Возьмем еще более очевидное благо — жилье. Советский строй включил его в число основных, предоставляемых бесплатно благ. 90% семей рабочих уже жили в отдельных квартирах, и положение стабильно улучшалось. И вот, это право отнято — и хоть ы один голос протеста раздался из среды рабочих. Полное равнодушие. Как это объяснить? Ну, банкир или просто удачливый вор квартиры будет покупать. Но ведь никто из рабочих на это и не рассчитывает. Или рассчитывает?
Должны мы понять эту загадку — ну какая может быть «борьба за интересы трудящихся», когда их раздевают до нитки без всякого насилия, а они только тупо улыбаются. Ведь в вопросе жилья и светлый образ Запада должен был насторожить: всем известно, что даже в США огромная бездомность. И не буржуи ночуют в картонных ящиках! Свободных квартир везде полно — покупай. Но в Испании половина населения жилье снимает. В Мадриде за плохонькую квартиру надо платить половину зарплаты машиниста метро. А накопить для покупки за всю жизнь не удается. Как объяснить, что русские рабочие просто выплюнули такое социальное благо, которое было недосягаемым требованием рабочего движения на Западе?
То же самое с медициной. Пусть рабочий поверил вранью, что его районная поликлиника очень плоха — в США лучше.

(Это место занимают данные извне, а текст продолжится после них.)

//! Catalog API client.

use std::sync::Arc;
use std::time::Duration;

use moka::future::Cache;
use tracing::{debug, instrument};

use swiftcart_core::Product;

use crate::api::{ApiError, decode_response};
use crate::config::StorefrontConfig;

const CATALOG_CACHE_KEY: &str = "catalog:all";

/// Client for the product catalog endpoints.
///
/// Cheaply cloneable. Unfiltered catalog responses are cached (TTL from
/// configuration); search responses never are.
#[derive(Clone)]
pub struct CatalogClient {
    inner: Arc<CatalogClientInner>,
}

struct CatalogClientInner {
    client: reqwest::Client,
    endpoint: String,
    request_timeout: Duration,
    cache: Cache<String, Vec<Product>>,
}

impl CatalogClient {
    /// Create a new catalog client.
    #[must_use]
    pub fn new(config: &StorefrontConfig) -> Self {
        let cache = Cache::builder()
            .max_capacity(1)
            .time_to_live(config.catalog_cache_ttl)
            .build();

        Self {
            inner: Arc::new(CatalogClientInner {
                client: reqwest::Client::new(),
                endpoint: config.base_url.as_str().trim_end_matches('/').to_string(),
                request_timeout: config.request_timeout,
                cache,
            }),
        }
    }

    /// Fetch the full catalog.
    ///
    /// No retry: the caller decides what to do with a failure (typically keep
    /// the previously displayed catalog).
    ///
    /// # Errors
    ///
    /// Returns an error if the request fails or the response is not a product
    /// array.
    #[instrument(skip(self))]
    pub async fn fetch_all(&self) -> Result<Vec<Product>, ApiError> {
        if let Some(products) = self.inner.cache.get(CATALOG_CACHE_KEY).await {
            debug!("Cache hit for catalog");
            return Ok(products);
        }

        let response = self
            .inner
            .client
            .get(format!("{}/products", self.inner.endpoint))
            .timeout(self.inner.request_timeout)
            .send()
            .await?;

        let products: Vec<Product> = decode_response(response).await?;

        self.inner
            .cache
            .insert(CATALOG_CACHE_KEY.to_string(), products.clone())
            .await;

        Ok(products)
    }

    /// Fetch the catalog subset matching a free-text query.
    ///
    /// Not cached. The contract with callers is that any failure renders as
    /// an empty result set - a deliberate product decision that makes a
    /// broken search indistinguishable from zero matches.
    ///
    /// # Errors
    ///
    /// Returns an error if the request fails or the response is not a product
    /// array; the caller maps that to "no products found".
    #[instrument(skip(self), fields(query = %query))]
    pub async fn fetch_filtered(&self, query: &str) -> Result<Vec<Product>, ApiError> {
        let response = self
            .inner
            .client
            .get(format!("{}/products/search", self.inner.endpoint))
            .query(&[("value", query)])
            .timeout(self.inner.request_timeout)
            .send()
            .await?;

        decode_response(response).await
    }
}
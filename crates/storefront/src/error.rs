//! Unified error handling for the storefront engine.
//!
//! Provides a `StoreError` type covering every way a user action can fail,
//! plus the mapping from errors to the transient notices shown to the user.
//! Failures here are never fatal: the page stays interactive and keeps its
//! previous state.

use thiserror::Error;

use crate::api::ApiError;

/// Notice shown when an unauthenticated user tries to change the cart.
pub const LOGIN_REQUIRED_NOTICE: &str = "Login to add an item to the Cart";

/// Notice shown when the catalog "add" path hits a product already in the cart.
pub const DUPLICATE_ITEM_NOTICE: &str =
    "Item already in cart. Use the cart sidebar to update quantity or remove item.";

/// Generic notice for cart requests that failed without a backend message.
pub const CART_UNREACHABLE_NOTICE: &str =
    "Could not fetch cart details. Check that the backend is running, reachable and returns valid JSON.";

/// Generic notice for catalog requests that failed without a backend message.
pub const CATALOG_UNREACHABLE_NOTICE: &str =
    "Something went wrong. Check that the backend is running, reachable and returns valid JSON.";

/// Application-level error type for storefront operations.
#[derive(Debug, Error)]
pub enum StoreError {
    /// The operation requires a logged-in session and none was supplied.
    #[error("login required to modify the cart")]
    Unauthenticated,

    /// The catalog "add" path was used for a product already in the cart.
    #[error("product is already in the cart")]
    DuplicateItem,

    /// A catalog request failed.
    #[error("catalog error: {0}")]
    Catalog(ApiError),

    /// A cart request failed.
    #[error("cart error: {0}")]
    Cart(ApiError),
}

impl StoreError {
    /// The transient notice text to surface for this error.
    ///
    /// Backend-rejected cart requests (4xx) carry the backend's own message;
    /// everything else falls back to a generic connectivity notice.
    #[must_use]
    pub fn user_message(&self) -> String {
        match self {
            Self::Unauthenticated => LOGIN_REQUIRED_NOTICE.to_string(),
            Self::DuplicateItem => DUPLICATE_ITEM_NOTICE.to_string(),
            Self::Cart(err) => match err.backend_message() {
                Some(message) => message.to_string(),
                None => CART_UNREACHABLE_NOTICE.to_string(),
            },
            Self::Catalog(err) => match err.backend_message() {
                Some(message) => message.to_string(),
                None => CATALOG_UNREACHABLE_NOTICE.to_string(),
            },
        }
    }
}

#[cfg(test)]
mod tests {
    use super::*;

    #[test]
    fn test_store_error_display() {
        let err = StoreError::Unauthenticated;
        assert_eq!(err.to_string(), "login required to modify the cart");

        let err = StoreError::DuplicateItem;
        assert_eq!(err.to_string(), "product is already in the cart");
    }

    #[test]
    fn test_precondition_notices() {
        assert_eq!(
            StoreError::Unauthenticated.user_message(),
            LOGIN_REQUIRED_NOTICE
        );
        assert_eq!(
            StoreError::DuplicateItem.user_message(),
            DUPLICATE_ITEM_NOTICE
        );
    }

    #[test]
    fn test_cart_client_error_surfaces_backend_message() {
        let err = StoreError::Cart(ApiError::Status {
            status: reqwest::StatusCode::BAD_REQUEST,
            message: "Protected route, Oauth2 Bearer token not found".to_string(),
        });
        assert_eq!(
            err.user_message(),
            "Protected route, Oauth2 Bearer token not found"
        );
    }

    #[test]
    fn test_cart_server_error_is_generic() {
        let err = StoreError::Cart(ApiError::Status {
            status: reqwest::StatusCode::INTERNAL_SERVER_ERROR,
            message: "boom".to_string(),
        });
        assert_eq!(err.user_message(), CART_UNREACHABLE_NOTICE);
    }
}
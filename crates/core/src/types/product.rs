//! Catalog product entity.

use rust_decimal::Decimal;
use serde::{Deserialize, Serialize};

use crate::types::id::ProductId;

/// A purchasable product as supplied by the backend catalog.
///
/// The client holds a read-only cached copy; the whole catalog is replaced
/// wholesale on every fetch. Field names follow the backend's JSON shape
/// (`_id`, `image`).
#[derive(Debug, Clone, PartialEq, Serialize, Deserialize)]
pub struct Product {
    /// Unique product ID.
    #[serde(rename = "_id")]
    pub id: ProductId,
    /// The name or title of the product.
    pub name: String,
    /// The category the product belongs to.
    pub category: String,
    /// The price to buy the product. Non-negative.
    pub cost: Decimal,
    /// Aggregate rating, an integer out of five.
    pub rating: u8,
    /// URL for the product image.
    #[serde(rename = "image")]
    pub image_url: String,
}

#[cfg(test)]
mod tests {
    use super::*;

    #[test]
    fn test_product_wire_shape() {
        let json = r#"{
            "name": "iPhone XR",
            "category": "Phones",
            "cost": 100,
            "rating": 4,
            "image": "https://i.imgur.com/lulqWzW.jpg",
            "_id": "v4sLtEcMpzabRyfx"
        }"#;

        let product: Product = serde_json::from_str(json).expect("deserialize product");
        assert_eq!(product.id, ProductId::new("v4sLtEcMpzabRyfx"));
        assert_eq!(product.name, "iPhone XR");
        assert_eq!(product.category, "Phones");
        assert_eq!(product.cost, Decimal::from(100));
        assert_eq!(product.rating, 4);
        assert_eq!(product.image_url, "https://i.imgur.com/lulqWzW.jpg");
    }

    #[test]
    fn test_product_fractional_cost() {
        let json = r#"{
            "name": "Basketball",
            "category": "Sports",
            "cost": 49.5,
            "rating": 5,
            "image": "https://i.imgur.com/lulqWzW.jpg",
            "_id": "upLK9JbQ4rMhTwt4"
        }"#;

        let product: Product = serde_json::from_str(json).expect("deserialize product");
        assert_eq!(product.cost, Decimal::new(495, 1));
    }
}
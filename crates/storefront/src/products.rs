//! Products page state: catalog, cart and search wired together.
//!
//! [`ProductsPage`] owns every piece of shared mutable state - the catalog
//! cache, the raw cart record, the merged display lines, the loading flag
//! and the pending debounce handle - and is the only place that mutates
//! them. All mutation happens between awaits of its own methods, on a single
//! logical task; debounce timers are the only spawned tasks and they
//! communicate exclusively by sending the captured query text back over a
//! channel. No locks needed.

use rust_decimal::Decimal;
use tokio::sync::mpsc;
use tracing::{error, warn};

use swiftcart_core::{CartEntry, CartItem, Product, ProductId, cart_total, merge};

use crate::api::{CartClient, CatalogClient};
use crate::cart::{CartMutator, DuplicatePolicy};
use crate::config::StorefrontConfig;
use crate::error::StoreError;
use crate::search::{self, DebounceHandle};
use crate::session::Session;

/// State owner for the products page.
///
/// The displayed cart is always `merge(catalog, cart_entries)`; every event
/// that changes either input ends with an explicit re-merge. The cart record
/// may arrive before the catalog does - the merge tolerates that and the
/// unresolved lines heal on the next re-merge.
pub struct ProductsPage {
    catalog_client: CatalogClient,
    cart_client: CartClient,
    mutator: CartMutator,
    search_debounce: std::time::Duration,

    catalog: Vec<Product>,
    cart_entries: Option<Vec<CartEntry>>,
    cart_items: Vec<CartItem>,
    loading: bool,

    debounce: Option<DebounceHandle>,
    queries_tx: mpsc::UnboundedSender<String>,
    queries_rx: mpsc::UnboundedReceiver<String>,

    notices: Vec<String>,
}

impl ProductsPage {
    /// Create the page state with clients built from configuration.
    #[must_use]
    pub fn new(config: &StorefrontConfig) -> Self {
        let (queries_tx, queries_rx) = mpsc::unbounded_channel();
        let cart_client = CartClient::new(config);

        Self {
            catalog_client: CatalogClient::new(config),
            mutator: CartMutator::new(cart_client.clone()),
            cart_client,
            search_debounce: config.search_debounce,
            catalog: Vec::new(),
            cart_entries: None,
            cart_items: Vec::new(),
            loading: false,
            debounce: None,
            queries_tx,
            queries_rx,
            notices: Vec::new(),
        }
    }

    // =========================================================================
    // Accessors
    // =========================================================================

    /// The currently displayed catalog (full or filtered).
    #[must_use]
    pub fn catalog(&self) -> &[Product] {
        &self.catalog
    }

    /// The merged, display-ready cart lines.
    #[must_use]
    pub fn cart_items(&self) -> &[CartItem] {
        &self.cart_items
    }

    /// Whether a catalog request is in flight.
    #[must_use]
    pub const fn is_loading(&self) -> bool {
        self.loading
    }

    /// Total value of the displayed cart.
    #[must_use]
    pub fn total(&self) -> Decimal {
        cart_total(&self.cart_items)
    }

    /// Drain the queued user-visible notices (toast texts).
    pub fn take_notices(&mut self) -> Vec<String> {
        std::mem::take(&mut self.notices)
    }

    // =========================================================================
    // Lifecycle
    // =========================================================================

    /// Initial page load: fetch the catalog, then the cart, then merge.
    ///
    /// A failed catalog fetch keeps whatever catalog was displayed before
    /// (initially empty); the page stays interactive either way.
    pub async fn load(&mut self, session: Option<&Session>) {
        self.loading = true;
        match self.catalog_client.fetch_all().await {
            Ok(products) => self.catalog = products,
            Err(err) => error!(error = %err, "catalog fetch failed"),
        }
        self.loading = false;

        self.refresh_cart(session).await;
    }

    /// Re-fetch the raw cart record and re-merge.
    ///
    /// Without a session there is no server cart and no request is made.
    /// Any fetch failure resolves to "no cart" with a notice: the backend's
    /// own message for 4xx, a generic connectivity notice otherwise.
    pub async fn refresh_cart(&mut self, session: Option<&Session>) {
        self.cart_entries = match session {
            None => None,
            Some(session) => match self.cart_client.fetch_cart(session).await {
                Ok(entries) => Some(entries),
                Err(err) => {
                    warn!(error = %err, "cart fetch failed");
                    self.notices.push(StoreError::Cart(err).user_message());
                    None
                }
            },
        };

        self.recompute_cart_items();
    }

    // =========================================================================
    // Search
    // =========================================================================

    /// Record a keystroke in the search box.
    ///
    /// The previous pending query (if any) is cancelled and `text` is
    /// scheduled in its place; only the last keystroke of a burst produces a
    /// catalog request.
    pub fn on_search_input(&mut self, text: &str) {
        self.debounce = Some(search::debounce(
            self.debounce.take(),
            text.to_string(),
            self.search_debounce,
            &self.queries_tx,
        ));
    }

    /// Wait for the next debounced query text.
    ///
    /// Pends until a scheduled delivery fires; the host's event loop selects
    /// over this alongside its other inputs.
    pub async fn next_search(&mut self) -> Option<String> {
        self.queries_rx.recv().await
    }

    /// Execute a search query and replace the catalog with its result.
    ///
    /// Failures degrade to an empty result set - on screen this reads as
    /// "no products found", indistinguishable from a genuine zero-match
    /// search.
    pub async fn apply_search(&mut self, query: &str) {
        self.loading = true;
        let catalog = match self.catalog_client.fetch_filtered(query).await {
            Ok(products) => products,
            Err(err) => {
                warn!(error = %err, "search failed; rendering empty result set");
                Vec::new()
            }
        };
        self.catalog = catalog;
        self.loading = false;

        self.recompute_cart_items();
    }

    /// Await the next debounced query and execute it.
    pub async fn process_next_search(&mut self) {
        if let Some(query) = self.next_search().await {
            self.apply_search(&query).await;
        }
    }

    // =========================================================================
    // Cart Mutation
    // =========================================================================

    /// Add a product or set a line's quantity through the mutator.
    ///
    /// Precondition failures (no session, duplicate add) become user
    /// notices; backend rejections are logged and the previous cart state
    /// stays displayed - nothing was applied locally, so there is nothing to
    /// roll back.
    pub async fn add_to_cart(
        &mut self,
        session: Option<&Session>,
        product_id: &ProductId,
        desired_qty: u32,
        policy: DuplicatePolicy,
    ) {
        let result = self
            .mutator
            .add_or_update(
                session,
                &self.cart_items,
                &self.catalog,
                product_id,
                desired_qty,
                policy,
            )
            .await;

        match result {
            Ok(refresh) => {
                self.cart_entries = Some(refresh.entries);
                self.cart_items = refresh.items;
            }
            Err(err @ (StoreError::Unauthenticated | StoreError::DuplicateItem)) => {
                self.notices.push(err.user_message());
            }
            Err(err) => error!(error = %err, "cart update failed"),
        }
    }

    /// Bump an existing line's quantity by one (cart view "+" control).
    pub async fn increment(&mut self, session: Option<&Session>, product_id: &ProductId) {
        let desired = self.current_quantity(product_id) + 1;
        self.add_to_cart(session, product_id, desired, DuplicatePolicy::AllowUpdate)
            .await;
    }

    /// Lower an existing line's quantity by one (cart view "-" control).
    ///
    /// A decrement at quantity one submits zero; whether that removes the
    /// line is the backend's call.
    pub async fn decrement(&mut self, session: Option<&Session>, product_id: &ProductId) {
        let desired = self.current_quantity(product_id).saturating_sub(1);
        self.add_to_cart(session, product_id, desired, DuplicatePolicy::AllowUpdate)
            .await;
    }

    fn current_quantity(&self, product_id: &ProductId) -> u32 {
        self.cart_items
            .iter()
            .find(|item| item.product_id == *product_id)
            .map_or(0, |item| item.quantity)
    }

    /// Rebuild the merged cart lines from the current catalog and entries.
    ///
    /// Called deliberately after every event that changes either input;
    /// there is no implicit dependency tracking.
    fn recompute_cart_items(&mut self) {
        self.cart_items = merge(self.cart_entries.as_deref(), &self.catalog);
    }
}

#[cfg(test)]
mod tests {
    use super::*;

    use std::time::Duration;

    use url::Url;

    use crate::error::LOGIN_REQUIRED_NOTICE;

    fn page() -> ProductsPage {
        // Discard-port address: these tests only exercise paths that must
        // not touch the network.
        #[allow(clippy::unwrap_used)]
        let config = StorefrontConfig::new(Url::parse("http://127.0.0.1:9/api/v1").unwrap());
        ProductsPage::new(&config)
    }

    #[tokio::test]
    async fn test_add_without_session_surfaces_login_notice() {
        let mut page = page();

        page.add_to_cart(None, &ProductId::new("A"), 1, DuplicatePolicy::Reject)
            .await;

        assert_eq!(page.take_notices(), vec![LOGIN_REQUIRED_NOTICE.to_string()]);
        assert!(page.cart_items().is_empty());
        // Draining is one-shot.
        assert!(page.take_notices().is_empty());
    }

    #[tokio::test(start_paused = true)]
    async fn test_search_input_debounces_to_last_text() {
        let mut page = page();

        for text in ["x", "xb", "xbo", "xbox"] {
            page.on_search_input(text);
            tokio::time::advance(Duration::from_millis(100)).await;
        }

        assert_eq!(page.next_search().await.as_deref(), Some("xbox"));
    }

    #[test]
    fn test_fresh_page_is_empty() {
        let page = page();
        assert!(page.catalog().is_empty());
        assert!(page.cart_items().is_empty());
        assert!(!page.is_loading());
        assert_eq!(page.total(), Decimal::ZERO);
    }
}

Но разве ему предложили что-то лучшее взамен его поликлиники? Нет, никто ничего не обещал, просто сказали: медицина будет платной. И рабочий согласился! Почему? Откуда следует, что у него будут деньги на врача и на лечение? Ниоткуда не следует. США — самая богатая страна, но там 35 миллионов человек не имеют доступа ни к какому медицинскому обслуживанию. Ни к какому! В тоске приходится умирать от простейшей болезни.
И вынуждены мы сделать вывод: по какой-то неведомой причине в массе рабочих России вызрело убеждение, что разрушение советского строя жизни и отказ от солидарности будут рабочему выгодны. Каждый про себя подумал: я попаду в число счастливчиков. Пусть пропадают пенсионеры, врачи и ученые, пусть роется в помойке мой безработный сосед — уж я-то на рынке буду процветать. Главное — не ссориться с начальством, которое превратилось в собственника завода.
Почему люди так подумали — загадка века. Никто пока не дал ей вразумительного объяснения. Из всей мировой истории известно, что единственное средство защиты интересов рабочего человека — солидарность. Один за всех и все за одного! Как только рабочий начинает хитрить и стараться выехать за счет товарища — он пропал. Ведь даже профсоюзное движение становится при этом невозможным. Сегодня многие клянут профсоюзы — прикормлены новыми хозяевами. Да, прикормлены, но еще важнее, что не чувствуют прочного тыла, своих коллективов. На Западе, при всем их индивидуализме, стоит уволить двух-трех активистов, как поднимается не то что завод — отрасль. Идут на большие жертвы, но товарищей не выдают. А у нас сегодня рабочего поразила инфекция предательства. Максимум, на что он осмеливается — это просить, чтобы ему выплатили задержанную зарплату. Вот героизм! И некормленная скотина мычит, а от человека ждешь большего. Подумать только, пришли к правительству пикеты с оборонных заводов, цвет рабочего класса. И что же они скандировали? «Дайте жрать! Дайте пить!» — а дальше менее прилично, но в том же роде. Ну, дадут жрать и пить — и все в порядке? Сегодня польским рабочим в среднем платят в 3 раза, а румынским в 6 раз меньше, чем тунисским. Так ведь то — поляки с мощным рабочим движением и сильным парламентом. Им и платят почти по доллару в час. А русскому — четверть доллара, и то низко кланяется. Леня Голубков не халявщик, а партнер!
Когда разложили рабочих? Трудились долго, но основной удар, думаю, нанесла уже перестройка. Когда вся машина пропаганды сделала Иуду главным примером для подражания. И врут те, кто нашептывает, что, мол, у русских вообще рабочей солидарности быть не может, что нация эта вообще гордости не имеет. Еще недавно эта солидарность была даже не в разуме, а в крови. И это была благородная солидарность — рабочий чувствовал себя ответственным за вселенскую справедливость.